**Instructions to follow**
Exactly how many lines in this material contain the string "embedding"? Reply with the number alone.

**Dataset content**
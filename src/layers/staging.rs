//! # 배치 스테이징 버퍼
//!
//! forward에 들어온 위치 배치를 보관해 backward가 같은 기하를 재생할 수 있게 합니다.
//! 용량은 커지기만 하고 줄지 않습니다. 할당은 `try_reserve_exact`를 거쳐 메모리 부족을
//! 에러로 돌려줍니다.

use ndarray::ArrayView2;

use crate::error::{HashGridError, Result};
use crate::ops::atomic::try_zeroed_vec;

/// 호스트 위치 스테이징.
#[derive(Debug)]
pub struct HostStaging {
    positions: Vec<f32>,
    capacity: usize,
    rows: Option<usize>,
}

impl HostStaging {
    pub fn with_capacity(capacity: usize) -> Result<Self> {
        Ok(Self {
            positions: try_zeroed_vec(capacity * 3, "position staging")?,
            capacity,
            rows: None,
        })
    }

    pub fn capacity(&self) -> usize {
        self.capacity
    }

    /// 필요하면 용량을 늘립니다. 새 용량은 `max(rows, 2 × capacity)`.
    pub fn ensure_capacity(&mut self, rows: usize) -> Result<bool> {
        if rows <= self.capacity {
            return Ok(false);
        }
        let new_capacity = rows.max(self.capacity.saturating_mul(2));
        let additional = new_capacity * 3 - self.positions.len();
        self.positions
            .try_reserve_exact(additional)
            .map_err(|_| HashGridError::Allocation {
                what: "position staging",
                bytes: new_capacity * 3 * std::mem::size_of::<f32>(),
            })?;
        self.positions.resize(new_capacity * 3, 0.0);
        tracing::debug!(
            old_capacity = self.capacity,
            new_capacity,
            "grew position staging buffer"
        );
        self.capacity = new_capacity;
        Ok(true)
    }

    /// 위치 배치를 행 우선으로 복사해 둡니다.
    pub fn stage(&mut self, positions: &ArrayView2<f32>) -> Result<()> {
        let rows = positions.nrows();
        self.ensure_capacity(rows)?;
        for (dst, src) in self.positions[..rows * 3]
            .chunks_exact_mut(3)
            .zip(positions.rows())
        {
            dst[0] = src[0];
            dst[1] = src[1];
            dst[2] = src[2];
        }
        self.rows = Some(rows);
        Ok(())
    }

    /// 마지막으로 스테이징된 배치.
    pub fn cached(&self) -> Option<ArrayView2<'_, f32>> {
        self.rows.and_then(|rows| self.view(rows).ok())
    }

    pub fn cached_rows(&self) -> Option<usize> {
        self.rows
    }

    pub fn as_slice(&self, rows: usize) -> &[f32] {
        &self.positions[..rows * 3]
    }

    fn view(&self, rows: usize) -> Result<ArrayView2<'_, f32>> {
        ArrayView2::from_shape((rows, 3), &self.positions[..rows * 3]).map_err(|e| {
            HashGridError::Device {
                message: format!("staging view: {}", e),
            }
        })
    }
}

/// CUDA 디바이스 스테이징. 생성 시 배치 용량만큼 할당하고, 더 큰 배치가 오면
/// 배치 의존 버퍼를 다시 할당합니다.
#[cfg(feature = "cuda")]
pub struct DeviceStaging {
    pub positions: crate::ops::cuda::DeviceBuffer<f32>,
    pub params: crate::ops::cuda::DeviceBuffer<f32>,
    pub output: crate::ops::cuda::DeviceBuffer<f32>,
    pub grad_output: crate::ops::cuda::DeviceBuffer<f32>,
    pub grad_params: crate::ops::cuda::DeviceBuffer<f32>,
    pub levels: crate::ops::cuda::DeviceBuffer<crate::ops::cuda::LevelGpu>,
    capacity: usize,
    output_dim: usize,
}

#[cfg(feature = "cuda")]
impl DeviceStaging {
    pub fn new(plan: &crate::ops::plan::LevelPlan, capacity: usize) -> Result<Self> {
        use crate::ops::cuda::{DeviceBuffer, LevelGpu};

        let output_dim = plan.output_dim();
        let gpu_levels: Vec<LevelGpu> = plan.levels().iter().map(LevelGpu::from).collect();
        let mut levels = DeviceBuffer::alloc(gpu_levels.len(), "device level table")?;
        levels.upload(&gpu_levels)?;

        Ok(Self {
            positions: DeviceBuffer::alloc(capacity * 3, "device positions")?,
            params: DeviceBuffer::alloc(plan.num_parameters(), "device parameters")?,
            output: DeviceBuffer::alloc(capacity * output_dim, "device embedding")?,
            grad_output: DeviceBuffer::alloc(capacity * output_dim, "device output gradient")?,
            grad_params: DeviceBuffer::alloc(plan.num_parameters(), "device parameter gradient")?,
            levels,
            capacity,
            output_dim,
        })
    }

    pub fn ensure_capacity(&mut self, rows: usize) -> Result<()> {
        use crate::ops::cuda::DeviceBuffer;

        if rows <= self.capacity {
            return Ok(());
        }
        let new_capacity = rows.max(self.capacity.saturating_mul(2));
        self.positions = DeviceBuffer::alloc(new_capacity * 3, "device positions")?;
        self.output = DeviceBuffer::alloc(new_capacity * self.output_dim, "device embedding")?;
        self.grad_output =
            DeviceBuffer::alloc(new_capacity * self.output_dim, "device output gradient")?;
        tracing::debug!(
            old_capacity = self.capacity,
            new_capacity,
            "grew device staging buffers"
        );
        self.capacity = new_capacity;
        Ok(())
    }
}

**Task solution**
2